§ **Given data**
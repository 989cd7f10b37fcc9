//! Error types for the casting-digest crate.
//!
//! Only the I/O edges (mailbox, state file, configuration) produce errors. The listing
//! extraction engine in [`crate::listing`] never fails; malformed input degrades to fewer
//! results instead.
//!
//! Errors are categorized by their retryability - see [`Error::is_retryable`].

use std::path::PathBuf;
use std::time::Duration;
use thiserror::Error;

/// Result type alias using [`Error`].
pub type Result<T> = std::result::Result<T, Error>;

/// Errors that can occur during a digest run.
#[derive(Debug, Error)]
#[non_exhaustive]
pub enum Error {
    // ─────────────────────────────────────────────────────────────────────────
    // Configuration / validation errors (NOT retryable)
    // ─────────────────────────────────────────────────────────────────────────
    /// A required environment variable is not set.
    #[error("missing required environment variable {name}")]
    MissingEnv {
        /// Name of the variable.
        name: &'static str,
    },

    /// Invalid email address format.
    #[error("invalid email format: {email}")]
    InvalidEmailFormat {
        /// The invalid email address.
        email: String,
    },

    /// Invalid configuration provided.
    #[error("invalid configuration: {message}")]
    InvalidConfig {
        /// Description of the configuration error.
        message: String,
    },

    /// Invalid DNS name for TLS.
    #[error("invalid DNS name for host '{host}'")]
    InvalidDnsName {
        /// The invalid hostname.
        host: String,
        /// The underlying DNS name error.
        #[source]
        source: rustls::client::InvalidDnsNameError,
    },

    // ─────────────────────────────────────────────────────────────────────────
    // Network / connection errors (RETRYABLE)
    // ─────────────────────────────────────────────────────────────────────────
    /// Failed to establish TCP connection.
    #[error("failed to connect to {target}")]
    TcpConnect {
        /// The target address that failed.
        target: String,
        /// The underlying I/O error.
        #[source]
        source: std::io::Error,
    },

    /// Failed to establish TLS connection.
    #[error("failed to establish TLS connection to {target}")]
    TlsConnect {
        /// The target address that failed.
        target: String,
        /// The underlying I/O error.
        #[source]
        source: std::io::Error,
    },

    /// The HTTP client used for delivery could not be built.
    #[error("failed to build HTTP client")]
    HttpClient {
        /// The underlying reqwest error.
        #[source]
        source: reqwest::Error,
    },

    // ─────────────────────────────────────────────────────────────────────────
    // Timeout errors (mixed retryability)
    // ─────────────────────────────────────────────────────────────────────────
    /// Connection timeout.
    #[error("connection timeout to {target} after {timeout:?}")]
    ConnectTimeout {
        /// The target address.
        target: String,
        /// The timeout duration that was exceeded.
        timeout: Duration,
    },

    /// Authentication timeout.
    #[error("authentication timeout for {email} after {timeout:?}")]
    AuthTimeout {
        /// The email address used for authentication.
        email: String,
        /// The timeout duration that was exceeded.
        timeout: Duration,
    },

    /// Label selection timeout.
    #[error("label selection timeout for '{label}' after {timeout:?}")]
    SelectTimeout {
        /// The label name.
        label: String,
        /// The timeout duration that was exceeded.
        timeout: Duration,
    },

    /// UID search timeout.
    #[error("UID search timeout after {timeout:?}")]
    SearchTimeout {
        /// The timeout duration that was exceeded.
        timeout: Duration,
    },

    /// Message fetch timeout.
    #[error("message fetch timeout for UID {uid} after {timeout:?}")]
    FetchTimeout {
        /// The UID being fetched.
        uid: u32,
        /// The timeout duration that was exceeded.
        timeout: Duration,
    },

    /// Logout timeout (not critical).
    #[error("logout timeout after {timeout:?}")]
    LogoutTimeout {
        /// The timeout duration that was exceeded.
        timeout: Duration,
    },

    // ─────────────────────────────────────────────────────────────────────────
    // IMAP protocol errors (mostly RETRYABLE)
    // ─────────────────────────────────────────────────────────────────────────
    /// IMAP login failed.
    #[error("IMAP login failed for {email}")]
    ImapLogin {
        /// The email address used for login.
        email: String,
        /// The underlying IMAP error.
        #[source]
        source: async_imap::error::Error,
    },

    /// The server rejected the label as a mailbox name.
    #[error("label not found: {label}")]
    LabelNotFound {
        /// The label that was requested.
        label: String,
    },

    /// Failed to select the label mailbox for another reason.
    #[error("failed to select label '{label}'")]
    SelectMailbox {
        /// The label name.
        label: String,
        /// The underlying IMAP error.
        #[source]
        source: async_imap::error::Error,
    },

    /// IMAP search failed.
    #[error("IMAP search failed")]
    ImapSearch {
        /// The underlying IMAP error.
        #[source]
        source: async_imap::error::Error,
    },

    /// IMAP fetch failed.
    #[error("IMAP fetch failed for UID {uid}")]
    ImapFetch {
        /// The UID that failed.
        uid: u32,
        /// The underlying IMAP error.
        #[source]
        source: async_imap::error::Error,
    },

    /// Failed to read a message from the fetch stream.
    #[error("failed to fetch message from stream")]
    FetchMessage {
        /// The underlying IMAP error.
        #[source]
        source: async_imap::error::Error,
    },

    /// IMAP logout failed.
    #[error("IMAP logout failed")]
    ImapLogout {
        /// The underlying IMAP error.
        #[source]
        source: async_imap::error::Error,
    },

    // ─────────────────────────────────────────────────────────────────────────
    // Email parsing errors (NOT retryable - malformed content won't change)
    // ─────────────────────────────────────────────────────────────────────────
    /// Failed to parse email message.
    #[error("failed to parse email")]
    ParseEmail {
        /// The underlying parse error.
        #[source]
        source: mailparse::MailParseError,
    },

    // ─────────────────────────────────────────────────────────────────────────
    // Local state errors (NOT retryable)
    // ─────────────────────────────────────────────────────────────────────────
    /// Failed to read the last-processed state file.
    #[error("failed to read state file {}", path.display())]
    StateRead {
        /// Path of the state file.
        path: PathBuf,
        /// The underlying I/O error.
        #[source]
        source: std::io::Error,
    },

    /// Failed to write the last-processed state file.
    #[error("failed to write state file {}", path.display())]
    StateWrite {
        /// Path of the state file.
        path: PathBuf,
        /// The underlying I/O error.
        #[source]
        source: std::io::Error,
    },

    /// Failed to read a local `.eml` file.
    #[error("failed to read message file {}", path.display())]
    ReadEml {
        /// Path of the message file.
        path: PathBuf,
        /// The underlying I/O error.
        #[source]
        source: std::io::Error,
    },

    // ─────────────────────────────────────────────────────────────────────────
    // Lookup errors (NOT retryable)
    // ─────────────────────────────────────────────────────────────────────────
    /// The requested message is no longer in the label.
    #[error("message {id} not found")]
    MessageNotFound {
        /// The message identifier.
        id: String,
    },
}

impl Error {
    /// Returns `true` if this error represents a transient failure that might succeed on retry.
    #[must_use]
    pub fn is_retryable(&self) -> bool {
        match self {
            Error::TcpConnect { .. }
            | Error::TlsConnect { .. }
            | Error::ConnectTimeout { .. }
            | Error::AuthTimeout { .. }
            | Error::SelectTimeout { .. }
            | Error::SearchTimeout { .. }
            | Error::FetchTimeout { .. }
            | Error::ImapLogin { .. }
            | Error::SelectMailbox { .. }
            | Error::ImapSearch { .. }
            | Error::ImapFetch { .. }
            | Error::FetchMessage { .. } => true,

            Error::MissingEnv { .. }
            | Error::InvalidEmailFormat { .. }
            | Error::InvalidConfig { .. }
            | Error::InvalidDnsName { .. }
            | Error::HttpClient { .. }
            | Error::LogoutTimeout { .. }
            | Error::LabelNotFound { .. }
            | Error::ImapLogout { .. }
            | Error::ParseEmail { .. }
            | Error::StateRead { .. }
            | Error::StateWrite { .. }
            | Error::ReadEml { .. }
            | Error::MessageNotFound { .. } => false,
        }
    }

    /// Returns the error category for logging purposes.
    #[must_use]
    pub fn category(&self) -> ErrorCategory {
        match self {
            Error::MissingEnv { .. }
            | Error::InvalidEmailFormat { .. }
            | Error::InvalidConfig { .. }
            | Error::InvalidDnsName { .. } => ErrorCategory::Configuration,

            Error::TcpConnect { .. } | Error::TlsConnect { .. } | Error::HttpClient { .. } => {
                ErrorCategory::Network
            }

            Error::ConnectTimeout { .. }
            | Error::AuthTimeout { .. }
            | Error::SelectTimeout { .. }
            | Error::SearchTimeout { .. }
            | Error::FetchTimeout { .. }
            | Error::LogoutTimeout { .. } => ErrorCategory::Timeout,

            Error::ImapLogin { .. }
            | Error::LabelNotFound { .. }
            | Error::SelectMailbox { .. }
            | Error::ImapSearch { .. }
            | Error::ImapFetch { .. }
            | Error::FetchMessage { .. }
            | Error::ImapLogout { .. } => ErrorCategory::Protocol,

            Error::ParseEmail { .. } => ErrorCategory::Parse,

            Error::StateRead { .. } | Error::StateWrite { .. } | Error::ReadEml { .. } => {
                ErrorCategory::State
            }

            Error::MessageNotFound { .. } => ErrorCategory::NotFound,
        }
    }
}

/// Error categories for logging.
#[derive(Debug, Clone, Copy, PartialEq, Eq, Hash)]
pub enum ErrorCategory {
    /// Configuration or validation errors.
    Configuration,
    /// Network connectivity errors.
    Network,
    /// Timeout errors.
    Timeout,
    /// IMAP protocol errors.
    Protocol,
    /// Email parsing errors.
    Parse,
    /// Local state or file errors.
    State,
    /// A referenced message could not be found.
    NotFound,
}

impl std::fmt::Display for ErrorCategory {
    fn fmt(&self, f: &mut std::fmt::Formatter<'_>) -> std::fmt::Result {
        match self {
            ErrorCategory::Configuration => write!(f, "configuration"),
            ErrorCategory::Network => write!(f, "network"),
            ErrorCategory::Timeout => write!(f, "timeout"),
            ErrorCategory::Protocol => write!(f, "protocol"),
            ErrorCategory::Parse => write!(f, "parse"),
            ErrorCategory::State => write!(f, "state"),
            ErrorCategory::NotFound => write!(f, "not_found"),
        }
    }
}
==
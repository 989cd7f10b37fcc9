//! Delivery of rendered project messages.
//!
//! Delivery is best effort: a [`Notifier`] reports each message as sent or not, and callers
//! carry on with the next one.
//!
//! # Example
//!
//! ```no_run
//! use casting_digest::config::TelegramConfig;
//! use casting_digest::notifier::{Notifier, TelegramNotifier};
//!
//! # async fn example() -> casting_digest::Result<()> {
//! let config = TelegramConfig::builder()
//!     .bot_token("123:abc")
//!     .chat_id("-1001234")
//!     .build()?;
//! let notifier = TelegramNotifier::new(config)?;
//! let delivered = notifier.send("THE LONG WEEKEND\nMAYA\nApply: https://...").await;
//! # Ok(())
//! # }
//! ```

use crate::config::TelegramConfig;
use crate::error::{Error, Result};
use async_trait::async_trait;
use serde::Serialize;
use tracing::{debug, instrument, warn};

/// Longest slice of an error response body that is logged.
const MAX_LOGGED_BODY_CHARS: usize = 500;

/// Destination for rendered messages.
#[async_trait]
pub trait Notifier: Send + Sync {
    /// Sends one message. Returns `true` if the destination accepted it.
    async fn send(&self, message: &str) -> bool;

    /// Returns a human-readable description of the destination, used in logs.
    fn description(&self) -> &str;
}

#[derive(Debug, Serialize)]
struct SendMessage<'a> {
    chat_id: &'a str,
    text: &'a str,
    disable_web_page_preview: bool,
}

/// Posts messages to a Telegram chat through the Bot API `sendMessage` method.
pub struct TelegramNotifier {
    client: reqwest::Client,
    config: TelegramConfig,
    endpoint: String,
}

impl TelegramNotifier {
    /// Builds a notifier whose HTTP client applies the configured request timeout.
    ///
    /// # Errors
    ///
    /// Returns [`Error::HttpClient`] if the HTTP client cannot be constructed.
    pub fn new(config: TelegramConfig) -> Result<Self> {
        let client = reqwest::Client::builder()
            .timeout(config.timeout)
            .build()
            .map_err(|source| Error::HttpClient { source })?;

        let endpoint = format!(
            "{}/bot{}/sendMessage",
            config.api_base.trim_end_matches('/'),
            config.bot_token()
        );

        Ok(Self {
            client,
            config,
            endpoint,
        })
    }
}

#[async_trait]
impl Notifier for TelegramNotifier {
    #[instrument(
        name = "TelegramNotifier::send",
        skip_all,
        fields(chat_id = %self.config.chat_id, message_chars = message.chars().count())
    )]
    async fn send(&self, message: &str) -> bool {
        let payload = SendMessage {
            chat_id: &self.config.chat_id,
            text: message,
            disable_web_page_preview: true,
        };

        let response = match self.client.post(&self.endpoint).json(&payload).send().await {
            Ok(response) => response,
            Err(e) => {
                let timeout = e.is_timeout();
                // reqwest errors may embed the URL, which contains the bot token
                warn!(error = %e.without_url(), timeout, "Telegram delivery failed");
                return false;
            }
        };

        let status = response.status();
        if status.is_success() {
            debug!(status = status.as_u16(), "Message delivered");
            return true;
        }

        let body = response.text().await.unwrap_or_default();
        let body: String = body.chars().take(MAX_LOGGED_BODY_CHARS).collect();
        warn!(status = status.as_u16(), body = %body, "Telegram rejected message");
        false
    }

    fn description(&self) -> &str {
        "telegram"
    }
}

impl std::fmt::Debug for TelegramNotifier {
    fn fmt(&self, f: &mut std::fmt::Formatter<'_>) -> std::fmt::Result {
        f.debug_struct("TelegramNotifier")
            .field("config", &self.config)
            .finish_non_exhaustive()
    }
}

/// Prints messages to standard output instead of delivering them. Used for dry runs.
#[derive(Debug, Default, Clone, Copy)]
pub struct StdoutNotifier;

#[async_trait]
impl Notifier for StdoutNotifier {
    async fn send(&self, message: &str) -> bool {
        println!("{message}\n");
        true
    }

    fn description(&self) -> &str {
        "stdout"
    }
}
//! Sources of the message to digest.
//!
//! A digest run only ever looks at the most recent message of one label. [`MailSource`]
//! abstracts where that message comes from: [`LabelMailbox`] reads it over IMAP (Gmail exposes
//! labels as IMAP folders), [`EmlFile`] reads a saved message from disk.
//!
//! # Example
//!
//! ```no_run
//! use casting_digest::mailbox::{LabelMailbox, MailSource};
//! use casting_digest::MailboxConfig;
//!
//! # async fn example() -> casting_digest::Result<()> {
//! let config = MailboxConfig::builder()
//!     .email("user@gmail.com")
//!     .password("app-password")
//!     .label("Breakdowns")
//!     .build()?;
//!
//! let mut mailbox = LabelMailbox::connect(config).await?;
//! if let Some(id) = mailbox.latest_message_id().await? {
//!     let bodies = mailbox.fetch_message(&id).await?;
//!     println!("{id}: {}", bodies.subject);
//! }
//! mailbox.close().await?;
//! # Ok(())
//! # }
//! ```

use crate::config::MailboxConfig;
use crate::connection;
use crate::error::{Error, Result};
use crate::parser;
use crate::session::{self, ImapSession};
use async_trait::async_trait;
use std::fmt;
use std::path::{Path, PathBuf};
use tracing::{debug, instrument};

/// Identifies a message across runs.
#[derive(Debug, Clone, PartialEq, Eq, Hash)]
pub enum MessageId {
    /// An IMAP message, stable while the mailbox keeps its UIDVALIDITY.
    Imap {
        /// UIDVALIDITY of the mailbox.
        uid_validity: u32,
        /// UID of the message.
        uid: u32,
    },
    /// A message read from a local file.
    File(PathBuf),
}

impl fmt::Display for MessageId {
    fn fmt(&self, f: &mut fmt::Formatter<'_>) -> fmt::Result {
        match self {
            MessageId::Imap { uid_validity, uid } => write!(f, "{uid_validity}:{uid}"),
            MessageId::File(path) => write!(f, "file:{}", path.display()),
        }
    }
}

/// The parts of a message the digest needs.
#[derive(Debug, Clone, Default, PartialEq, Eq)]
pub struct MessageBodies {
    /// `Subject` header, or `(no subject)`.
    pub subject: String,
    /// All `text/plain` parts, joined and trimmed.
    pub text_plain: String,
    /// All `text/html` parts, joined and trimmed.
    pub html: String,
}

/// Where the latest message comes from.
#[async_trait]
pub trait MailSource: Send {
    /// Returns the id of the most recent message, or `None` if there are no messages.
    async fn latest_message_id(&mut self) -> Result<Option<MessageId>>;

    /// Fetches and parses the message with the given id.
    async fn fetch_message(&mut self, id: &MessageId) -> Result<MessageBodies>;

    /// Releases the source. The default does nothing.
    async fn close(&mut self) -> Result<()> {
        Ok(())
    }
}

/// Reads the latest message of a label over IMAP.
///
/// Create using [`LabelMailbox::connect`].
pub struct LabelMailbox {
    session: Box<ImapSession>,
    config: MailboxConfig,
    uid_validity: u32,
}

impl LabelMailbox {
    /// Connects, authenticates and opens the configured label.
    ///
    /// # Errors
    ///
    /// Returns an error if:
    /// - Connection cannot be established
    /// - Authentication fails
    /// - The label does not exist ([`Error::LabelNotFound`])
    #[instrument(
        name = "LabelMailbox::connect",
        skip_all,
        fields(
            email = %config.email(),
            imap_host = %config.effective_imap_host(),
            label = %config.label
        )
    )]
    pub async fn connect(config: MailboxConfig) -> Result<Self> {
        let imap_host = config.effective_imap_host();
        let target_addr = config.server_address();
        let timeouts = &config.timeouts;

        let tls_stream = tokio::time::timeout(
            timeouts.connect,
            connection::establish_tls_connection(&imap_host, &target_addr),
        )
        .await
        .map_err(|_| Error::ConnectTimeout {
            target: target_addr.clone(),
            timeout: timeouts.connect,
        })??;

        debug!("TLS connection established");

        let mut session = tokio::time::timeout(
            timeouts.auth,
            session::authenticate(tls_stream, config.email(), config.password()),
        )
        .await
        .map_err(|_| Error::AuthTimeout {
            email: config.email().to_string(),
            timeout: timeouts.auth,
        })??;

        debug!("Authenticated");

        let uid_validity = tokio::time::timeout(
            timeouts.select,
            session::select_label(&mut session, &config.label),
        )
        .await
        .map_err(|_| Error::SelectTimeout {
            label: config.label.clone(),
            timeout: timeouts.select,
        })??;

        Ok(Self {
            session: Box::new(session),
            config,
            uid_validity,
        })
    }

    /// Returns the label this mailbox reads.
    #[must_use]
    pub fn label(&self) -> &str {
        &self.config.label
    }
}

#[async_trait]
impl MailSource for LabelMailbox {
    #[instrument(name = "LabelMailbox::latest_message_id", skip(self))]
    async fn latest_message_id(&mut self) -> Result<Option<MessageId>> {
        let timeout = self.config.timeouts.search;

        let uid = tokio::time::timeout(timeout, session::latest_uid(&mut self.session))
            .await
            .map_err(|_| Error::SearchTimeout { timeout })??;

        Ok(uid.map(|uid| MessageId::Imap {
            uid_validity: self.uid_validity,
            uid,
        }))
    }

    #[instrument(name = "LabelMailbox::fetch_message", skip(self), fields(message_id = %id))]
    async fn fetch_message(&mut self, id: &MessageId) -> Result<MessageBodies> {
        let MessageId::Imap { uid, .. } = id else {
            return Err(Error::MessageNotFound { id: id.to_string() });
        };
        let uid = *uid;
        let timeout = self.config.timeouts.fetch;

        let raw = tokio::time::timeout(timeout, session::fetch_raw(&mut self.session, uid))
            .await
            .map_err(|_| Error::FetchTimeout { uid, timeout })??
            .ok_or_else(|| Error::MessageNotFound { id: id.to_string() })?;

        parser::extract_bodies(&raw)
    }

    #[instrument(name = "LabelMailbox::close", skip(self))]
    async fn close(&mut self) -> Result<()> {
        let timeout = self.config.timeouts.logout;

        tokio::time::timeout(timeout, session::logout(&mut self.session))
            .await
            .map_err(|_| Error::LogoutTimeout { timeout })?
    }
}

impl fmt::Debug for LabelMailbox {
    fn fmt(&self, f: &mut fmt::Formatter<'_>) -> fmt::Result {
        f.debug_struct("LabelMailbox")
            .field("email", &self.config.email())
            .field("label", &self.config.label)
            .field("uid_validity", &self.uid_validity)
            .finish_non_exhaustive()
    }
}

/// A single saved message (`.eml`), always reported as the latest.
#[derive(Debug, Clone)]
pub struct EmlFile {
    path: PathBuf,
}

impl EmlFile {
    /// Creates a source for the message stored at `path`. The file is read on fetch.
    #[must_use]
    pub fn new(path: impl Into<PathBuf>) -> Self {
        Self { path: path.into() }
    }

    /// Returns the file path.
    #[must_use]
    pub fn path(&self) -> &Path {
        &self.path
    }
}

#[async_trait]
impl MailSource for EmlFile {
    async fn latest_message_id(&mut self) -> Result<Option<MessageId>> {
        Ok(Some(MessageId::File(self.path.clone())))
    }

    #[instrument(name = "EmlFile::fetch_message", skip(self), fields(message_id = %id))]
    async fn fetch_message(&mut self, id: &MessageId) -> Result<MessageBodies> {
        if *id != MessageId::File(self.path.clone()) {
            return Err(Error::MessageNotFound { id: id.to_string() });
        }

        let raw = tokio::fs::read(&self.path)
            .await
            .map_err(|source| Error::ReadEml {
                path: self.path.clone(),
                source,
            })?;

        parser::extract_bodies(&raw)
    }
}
==
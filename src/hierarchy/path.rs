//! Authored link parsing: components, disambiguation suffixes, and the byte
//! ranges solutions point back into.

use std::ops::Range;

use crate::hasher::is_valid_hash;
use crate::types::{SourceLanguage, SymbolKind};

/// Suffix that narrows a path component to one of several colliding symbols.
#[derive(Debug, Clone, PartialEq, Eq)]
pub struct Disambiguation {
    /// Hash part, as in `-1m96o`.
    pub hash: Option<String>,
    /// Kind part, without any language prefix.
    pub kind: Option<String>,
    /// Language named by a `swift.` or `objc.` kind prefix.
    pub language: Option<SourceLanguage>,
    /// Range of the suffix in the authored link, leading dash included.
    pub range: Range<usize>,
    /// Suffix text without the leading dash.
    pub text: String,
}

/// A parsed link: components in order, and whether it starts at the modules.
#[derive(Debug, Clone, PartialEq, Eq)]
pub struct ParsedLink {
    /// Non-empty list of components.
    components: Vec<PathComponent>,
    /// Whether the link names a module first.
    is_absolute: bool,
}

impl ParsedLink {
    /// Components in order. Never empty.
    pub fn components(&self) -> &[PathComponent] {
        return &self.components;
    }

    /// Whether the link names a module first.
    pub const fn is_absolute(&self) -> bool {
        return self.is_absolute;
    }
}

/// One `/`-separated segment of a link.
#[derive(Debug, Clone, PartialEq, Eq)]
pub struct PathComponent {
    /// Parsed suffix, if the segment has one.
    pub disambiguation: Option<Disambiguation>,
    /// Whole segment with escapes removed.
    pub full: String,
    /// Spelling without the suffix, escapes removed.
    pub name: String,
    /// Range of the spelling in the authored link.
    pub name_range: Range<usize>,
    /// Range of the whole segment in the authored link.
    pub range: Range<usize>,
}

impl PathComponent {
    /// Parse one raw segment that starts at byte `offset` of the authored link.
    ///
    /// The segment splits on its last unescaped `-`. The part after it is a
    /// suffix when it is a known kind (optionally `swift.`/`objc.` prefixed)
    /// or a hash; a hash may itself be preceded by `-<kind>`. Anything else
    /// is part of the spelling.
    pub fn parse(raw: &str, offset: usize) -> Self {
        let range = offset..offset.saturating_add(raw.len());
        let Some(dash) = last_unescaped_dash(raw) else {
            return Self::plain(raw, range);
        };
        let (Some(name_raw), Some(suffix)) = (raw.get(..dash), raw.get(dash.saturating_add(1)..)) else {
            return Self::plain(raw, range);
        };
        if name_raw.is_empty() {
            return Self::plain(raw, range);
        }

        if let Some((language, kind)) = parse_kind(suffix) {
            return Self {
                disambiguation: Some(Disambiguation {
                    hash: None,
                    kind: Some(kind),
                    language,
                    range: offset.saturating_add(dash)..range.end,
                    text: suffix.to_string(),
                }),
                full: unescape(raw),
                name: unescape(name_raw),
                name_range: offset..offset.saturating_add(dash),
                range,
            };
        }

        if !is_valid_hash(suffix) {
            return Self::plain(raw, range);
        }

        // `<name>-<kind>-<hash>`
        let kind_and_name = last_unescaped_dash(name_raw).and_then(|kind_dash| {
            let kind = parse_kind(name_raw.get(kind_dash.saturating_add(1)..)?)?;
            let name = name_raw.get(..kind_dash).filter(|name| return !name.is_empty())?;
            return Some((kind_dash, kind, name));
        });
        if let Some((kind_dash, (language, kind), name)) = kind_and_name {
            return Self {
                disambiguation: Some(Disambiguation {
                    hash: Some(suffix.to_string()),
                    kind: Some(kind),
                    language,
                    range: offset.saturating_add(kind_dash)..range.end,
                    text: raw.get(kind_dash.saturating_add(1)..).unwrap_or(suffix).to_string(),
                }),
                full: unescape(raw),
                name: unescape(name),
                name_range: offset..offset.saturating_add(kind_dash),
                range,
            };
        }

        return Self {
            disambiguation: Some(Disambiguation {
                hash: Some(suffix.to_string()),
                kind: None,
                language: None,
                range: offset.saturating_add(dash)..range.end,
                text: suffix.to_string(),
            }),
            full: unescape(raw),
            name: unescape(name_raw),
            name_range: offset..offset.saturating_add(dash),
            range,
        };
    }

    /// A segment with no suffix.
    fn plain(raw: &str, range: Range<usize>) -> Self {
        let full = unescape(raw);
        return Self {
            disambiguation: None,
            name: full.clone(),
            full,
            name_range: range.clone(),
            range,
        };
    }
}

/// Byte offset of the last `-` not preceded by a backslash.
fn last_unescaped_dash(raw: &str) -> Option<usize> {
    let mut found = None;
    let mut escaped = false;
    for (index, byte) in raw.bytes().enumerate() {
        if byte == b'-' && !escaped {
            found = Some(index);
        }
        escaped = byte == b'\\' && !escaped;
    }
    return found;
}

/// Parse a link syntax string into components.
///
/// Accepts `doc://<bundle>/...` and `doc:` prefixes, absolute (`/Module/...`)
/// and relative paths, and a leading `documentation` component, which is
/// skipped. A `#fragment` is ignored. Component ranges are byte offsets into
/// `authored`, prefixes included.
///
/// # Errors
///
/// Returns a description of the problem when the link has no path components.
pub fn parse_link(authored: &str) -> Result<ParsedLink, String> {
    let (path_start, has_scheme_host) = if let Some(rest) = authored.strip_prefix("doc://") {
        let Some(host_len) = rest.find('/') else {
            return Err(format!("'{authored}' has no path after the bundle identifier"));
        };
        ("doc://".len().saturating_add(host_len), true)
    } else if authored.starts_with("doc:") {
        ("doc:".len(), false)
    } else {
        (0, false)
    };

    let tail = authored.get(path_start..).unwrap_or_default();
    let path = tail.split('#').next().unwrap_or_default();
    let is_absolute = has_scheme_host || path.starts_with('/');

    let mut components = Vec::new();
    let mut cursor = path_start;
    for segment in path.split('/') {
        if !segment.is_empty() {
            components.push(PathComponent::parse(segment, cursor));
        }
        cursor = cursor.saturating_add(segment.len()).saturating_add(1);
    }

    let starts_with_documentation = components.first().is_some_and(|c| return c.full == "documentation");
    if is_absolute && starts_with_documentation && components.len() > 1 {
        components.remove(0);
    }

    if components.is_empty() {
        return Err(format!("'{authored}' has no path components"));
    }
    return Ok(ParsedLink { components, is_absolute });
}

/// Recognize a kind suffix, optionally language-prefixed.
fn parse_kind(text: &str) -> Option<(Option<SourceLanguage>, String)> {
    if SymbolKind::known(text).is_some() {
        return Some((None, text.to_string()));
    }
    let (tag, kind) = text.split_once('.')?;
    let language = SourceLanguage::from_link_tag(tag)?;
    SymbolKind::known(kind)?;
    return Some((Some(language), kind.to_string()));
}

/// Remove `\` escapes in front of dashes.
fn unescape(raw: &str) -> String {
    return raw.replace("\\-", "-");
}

§ **Directions for this task**
Whenever a line of the data contains "selection", it counts; state how many such lines there are, with nothing added.

§ **Response below**
2